The following are the top stories in the Maltese and overseas press.

Times of Malta and the Malta Independent report  how a spate of Sliema thefts has been solved and five arraigned.

Times of Malta also says a new law is being prepared to protect vulnerable elderly.

In-Nazzjon says three environment NGOs have slammed the Mepa demerger proposals.

l-orizzont in a right of reply story, says a man has contradicted documents that he used government properties.

The overseas press

Saudi Radio quotes authorities saying high winds were responsible for the collapse of a construction crane onto the Grand Mosque in Mecca, which left some 117 people dead and almost 250 injured. The head of the Saudi civil defence department said there was heavy rain at the time with winds reaching 83kilomtres and hour.

Libya Herald announces the Security Council has extended the mandate of the UN Support Mission in Libya for a further six months, in anticipation of an imminent deal on a government of national accord. The 15 members of the Council voted unanimously that UNSMIL should continue at least until March 15 next year. The council made it clear that the chaos in Libya was boosting the trafficking in illegal migrants.

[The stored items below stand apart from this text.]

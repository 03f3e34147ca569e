// file: src/webhook/signature.rs
// description: HMAC-SHA256 webhook signature computation and verification
// reference: https://docs.github.com/en/webhooks/using-webhooks/validating-webhook-deliveries

use hmac::{Hmac, Mac};
use sha2::Sha256;

type HmacSha256 = Hmac<Sha256>;

pub const SIGNATURE_PREFIX: &str = "sha256=";

/// Compute the `sha256=<hex>` signature for a raw request body.
pub fn sign(secret: &str, body: &[u8]) -> String {
    let mut mac =
        HmacSha256::new_from_slice(secret.as_bytes()).expect("HMAC can take key of any size");
    mac.update(body);
    format!("{}{}", SIGNATURE_PREFIX, hex::encode(mac.finalize().into_bytes()))
}

/// Verify a supplied signature against the raw body. The comparison is
/// constant-time and length-checked; a short-circuiting lexical compare
/// would leak the mismatch position through timing.
pub fn verify(secret: &str, body: &[u8], supplied: &str) -> bool {
    let Some(hex_digest) = supplied.strip_prefix(SIGNATURE_PREFIX) else {
        return false;
    };

    let Ok(expected) = hex::decode(hex_digest) else {
        return false;
    };

    let mut mac =
        HmacSha256::new_from_slice(secret.as_bytes()).expect("HMAC can take key of any size");
    mac.update(body);
    mac.verify_slice(&expected).is_ok()
}

#[cfg(test)]
mod tests {
    use super::*;
    use pretty_assertions::assert_eq;

    #[test]
    fn test_known_reference_vector() {
        // RFC-style HMAC-SHA256 reference vector
        let signature = sign("key", b"The quick brown fox jumps over the lazy dog");
        assert_eq!(
            signature,
            "sha256=f7bc83f430538424b13298e6aa6fb143ef4d59a14946175997479dbc2d1a3cd8"
        );
    }

    #[test]
    fn test_sign_verify_round_trip() {
        let body = br#"{"action":"published"}"#;
        let signature = sign("shared-secret", body);
        assert!(verify("shared-secret", body, &signature));
    }

    #[test]
    fn test_single_byte_tamper_rejects() {
        let body = b"payload-bytes";
        let signature = sign("shared-secret", body);

        let mut tampered = body.to_vec();
        tampered[0] ^= 0x01;
        assert!(!verify("shared-secret", &tampered, &signature));
    }

    #[test]
    fn test_wrong_secret_rejects() {
        let body = b"payload-bytes";
        let signature = sign("shared-secret", body);
        assert!(!verify("other-secret", body, &signature));
    }

    #[test]
    fn test_wrong_length_signature_rejects() {
        let body = b"payload-bytes";
        assert!(!verify("shared-secret", body, "sha256=deadbeef"));
        assert!(!verify("shared-secret", body, "sha256="));
    }

    #[test]
    fn test_missing_prefix_rejects() {
        let body = b"payload-bytes";
        let signature = sign("shared-secret", body);
        let unprefixed = signature.trim_start_matches(SIGNATURE_PREFIX);
        assert!(!verify("shared-secret", body, unprefixed));
    }

    #[test]
    fn test_non_hex_signature_rejects() {
        assert!(!verify("shared-secret", b"body", "sha256=not-hex-at-all"));
    }
}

A record 432,761 migrants have made the perilous Mediterranean crossing to reach Europe so far this year, more than doubling the total for 2014 already. Tribune de Genève says the International Organisation for Migration estimates that 2,748 have drowned making the deadly journey.

At least four countries have firmly rejected an EU plan to impose refugee quotas to ease a worsening migrant crisis. Die Presse reports Hungary, which along with the Czech Republic, Slovakia and Poland said it would not support the proposal, threatened instead to arrest people who cross the country’s border illegally will be arrested from next week.

According to Magyar Nemzet, Hungarian Prime Minister Viktor Orban has said migrants entering Hungary in their thousands in the past weeks had “rebelled” against his police force, and order had to be restored. In an interview with Germany’s Bild newspaper, he wanted the EU to give Syria’s neighbours – Turkey, Lebanon and Jordan – €3 billion in financial aid to help those displaced by the civil war.

ABC reports a young American who assumed the online identity of an Australian jihadist has been arrested for an alleged plan to bomb a September 11 memorial event. Joshua Ryne, 20, Goldberg, who posed online as “Australi Witness”, was arrested in Florida, has admitted to providing instructions on how to make a pressure cooker bomb with the intent “to kill and injure persons”, according to court documents. He could face up to 20 years in prison if convicted.

The British Labour Party will announce its new leader later this morning after a turbulent three-month campaign. The Guardian says left-wing anti-austerity MP Jeremy Corbyn, who is favourite to be elected party leader, is to attempt to offer a new era of civility in Westminster politics, promising to end “clubhouse theatrical abuse across the floor of parliament”.

Cuba’s government has pardoned 3,522 prisoners as a goodwill gesture ahead of Pope Francis’ visit between September 19- and 22 by. The official daily Granma announced that among those pardoned were prisoners over 60 years of age or younger than 20 and without a criminal record, women and the chronically ill, and foreigners whose countries of origin have vowed to repatriate them.

Sputnik reports Russian cosmonaut Gennady Padalka returned safely to Earth with two other astronauts from the International Space Station early this morning with the record for having spent the most time in space – 879 days over five separate trips. He touched ground on the barren Kazakh steppe on schedule along with Kazakh cosmonaut Aidyn Aimbetov and Danish astronaut Andreas Mogensen.

Al Ahram says an Egyptian woman and child were killed in a car bomb, and four soldiers died in a separate explosion in the northern Sinai Peninsula, where the military is engaged in a sweeping campaign against jihadists.

AFP reports Russia and the European Union have discussed ways of ending Russia’s gas dispute with Ukraine to allow for the resumption of gas supplies to Russia’s war-torn ex-Soviet neighbour. Last July, Gazprom stopped all natural gas supplies to Ukraine. Russian energy minister Alexander Novak claimed after the meeting in Vienna that Brussels would provide money for Ukraine’s gas purchases.

The Straits Times announces Singapore’s ruling People’s Action Party has won a landslide victory in a snap parliamentary election. The PAP took almost 70 per cent of the vote, winning 83 of 89 seats in parliament.

Sky News says members of a British paedophile ring who attacked babies and toddlers and streamed the abuse online have been sentenced to a total of 78 years in prison. They had been convicted of 30 child sex abuse offences, including conspiracy to rape and the rape of a child under the age of 13.